▶ _Work instruction_:
Report how many lines in the data below hold "TokenDigest", with no other words.
━━ Material for this exercise
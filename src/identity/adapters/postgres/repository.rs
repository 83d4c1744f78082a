//! `PostgreSQL` repository implementations for users and access tokens.

use super::{
    models::{NewAccessTokenRow, NewUserRow, UserRow},
    schema::{access_tokens, users},
};
use crate::identity::{
    domain::{
        AccessTokenRecord, EmailAddress, PasswordHash, PersistedUserData, Role, TokenDigest,
        User, UserId, UserName,
    },
    ports::{AccessTokenRepository, UserRepository, UserRepositoryError, UserRepositoryResult},
};
use async_trait::async_trait;
use diesel::pg::PgConnection;
use diesel::prelude::*;
use diesel::r2d2::{ConnectionManager, Pool};
use diesel::result::{DatabaseErrorInformation, DatabaseErrorKind, Error as DieselError};

/// `PostgreSQL` connection pool type used by identity adapters.
pub type IdentityPgPool = Pool<ConnectionManager<PgConnection>>;

async fn run_blocking<F, T>(shared: &IdentityPgPool, f: F) -> UserRepositoryResult<T>
where
    F: FnOnce(&mut PgConnection) -> UserRepositoryResult<T> + Send + 'static,
    T: Send + 'static,
{
    let pool = shared.clone();
    tokio::task::spawn_blocking(move || {
        let mut connection = pool.get().map_err(UserRepositoryError::persistence)?;
        f(&mut connection)
    })
    .await
    .map_err(UserRepositoryError::persistence)?
}

/// `PostgreSQL`-backed user repository.
#[derive(Debug, Clone)]
pub struct PostgresUserRepository {
    pool: IdentityPgPool,
}

impl PostgresUserRepository {
    /// Creates a new repository from a `PostgreSQL` connection pool.
    #[must_use]
    pub const fn new(pool: IdentityPgPool) -> Self {
        Self { pool }
    }
}

#[async_trait]
impl UserRepository for PostgresUserRepository {
    async fn store(&self, user: &User) -> UserRepositoryResult<()> {
        let user_id = user.id();
        let email = user.email().clone();
        let new_row = to_new_row(user);

        run_blocking(&self.pool, move |connection| {
            diesel::insert_into(users::table)
                .values(&new_row)
                .execute(connection)
                .map_err(|err| match err {
                    DieselError::DatabaseError(DatabaseErrorKind::UniqueViolation, ref info)
                        if is_email_unique_violation(info.as_ref()) =>
                    {
                        UserRepositoryError::DuplicateEmail(email.clone())
                    }
                    DieselError::DatabaseError(DatabaseErrorKind::UniqueViolation, _) => {
                        UserRepositoryError::DuplicateUser(user_id)
                    }
                    _ => UserRepositoryError::persistence(err),
                })?;
            Ok(())
        })
        .await
    }

    async fn find_by_id(&self, id: UserId) -> UserRepositoryResult<Option<User>> {
        run_blocking(&self.pool, move |connection| {
            let row = users::table
                .filter(users::id.eq(id.into_inner()))
                .select(UserRow::as_select())
                .first::<UserRow>(connection)
                .optional()
                .map_err(UserRepositoryError::persistence)?;
            row.map(row_to_user).transpose()
        })
        .await
    }

    async fn find_by_email(&self, email: &EmailAddress) -> UserRepositoryResult<Option<User>> {
        let lookup_email = email.as_str().to_owned();
        run_blocking(&self.pool, move |connection| {
            let row = users::table
                .filter(users::email.eq(lookup_email))
                .select(UserRow::as_select())
                .first::<UserRow>(connection)
                .optional()
                .map_err(UserRepositoryError::persistence)?;
            row.map(row_to_user).transpose()
        })
        .await
    }

    async fn find_many(&self, ids: &[UserId]) -> UserRepositoryResult<Vec<User>> {
        let lookup_ids: Vec<uuid::Uuid> = ids.iter().map(|id| id.into_inner()).collect();
        run_blocking(&self.pool, move |connection| {
            users::table
                .filter(users::id.eq_any(lookup_ids))
                .select(UserRow::as_select())
                .load::<UserRow>(connection)
                .map_err(UserRepositoryError::persistence)?
                .into_iter()
                .map(row_to_user)
                .collect()
        })
        .await
    }
}

/// `PostgreSQL`-backed access token repository.
#[derive(Debug, Clone)]
pub struct PostgresAccessTokenRepository {
    pool: IdentityPgPool,
}

impl PostgresAccessTokenRepository {
    /// Creates a new repository from a `PostgreSQL` connection pool.
    #[must_use]
    pub const fn new(pool: IdentityPgPool) -> Self {
        Self { pool }
    }
}

#[async_trait]
impl AccessTokenRepository for PostgresAccessTokenRepository {
    async fn store(&self, record: &AccessTokenRecord) -> UserRepositoryResult<()> {
        let new_row = NewAccessTokenRow {
            digest: record.digest().as_str().to_owned(),
            user_id: record.user_id().into_inner(),
            created_at: record.created_at(),
        };
        run_blocking(&self.pool, move |connection| {
            diesel::insert_into(access_tokens::table)
                .values(&new_row)
                .execute(connection)
                .map_err(UserRepositoryError::persistence)?;
            Ok(())
        })
        .await
    }

    async fn find_user_id(&self, digest: &TokenDigest) -> UserRepositoryResult<Option<UserId>> {
        let lookup_digest = digest.as_str().to_owned();
        run_blocking(&self.pool, move |connection| {
            let user_id = access_tokens::table
                .filter(access_tokens::digest.eq(lookup_digest))
                .select(access_tokens::user_id)
                .first::<uuid::Uuid>(connection)
                .optional()
                .map_err(UserRepositoryError::persistence)?;
            Ok(user_id.map(UserId::from_uuid))
        })
        .await
    }

    async fn revoke(&self, digest: &TokenDigest) -> UserRepositoryResult<()> {
        let revoked_digest = digest.as_str().to_owned();
        run_blocking(&self.pool, move |connection| {
            diesel::delete(access_tokens::table.filter(access_tokens::digest.eq(revoked_digest)))
                .execute(connection)
                .map_err(UserRepositoryError::persistence)?;
            Ok(())
        })
        .await
    }
}

fn to_new_row(user: &User) -> NewUserRow {
    NewUserRow {
        id: user.id().into_inner(),
        name: user.name().as_str().to_owned(),
        email: user.email().as_str().to_owned(),
        password_hash: user.password_hash().as_str().to_owned(),
        role: Some(user.role().as_str().to_owned()),
        created_at: user.created_at(),
        updated_at: user.updated_at(),
    }
}

fn row_to_user(row: UserRow) -> UserRepositoryResult<User> {
    let UserRow {
        id,
        name,
        email,
        password_hash,
        role,
        created_at,
        updated_at,
    } = row;

    let data = PersistedUserData {
        id: UserId::from_uuid(id),
        name: UserName::new(name).map_err(UserRepositoryError::persistence)?,
        email: EmailAddress::new(email).map_err(UserRepositoryError::persistence)?,
        role: Role::from_persisted(role.as_deref()).map_err(UserRepositoryError::persistence)?,
        password_hash: PasswordHash::from_persisted(password_hash)
            .map_err(UserRepositoryError::persistence)?,
        created_at,
        updated_at,
    };
    Ok(User::from_persisted(data))
}

fn is_email_unique_violation(info: &dyn DatabaseErrorInformation) -> bool {
    info.constraint_name()
        .is_some_and(|name| name == "idx_users_email_unique")
}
━━━━
▶ _Expected output_:
3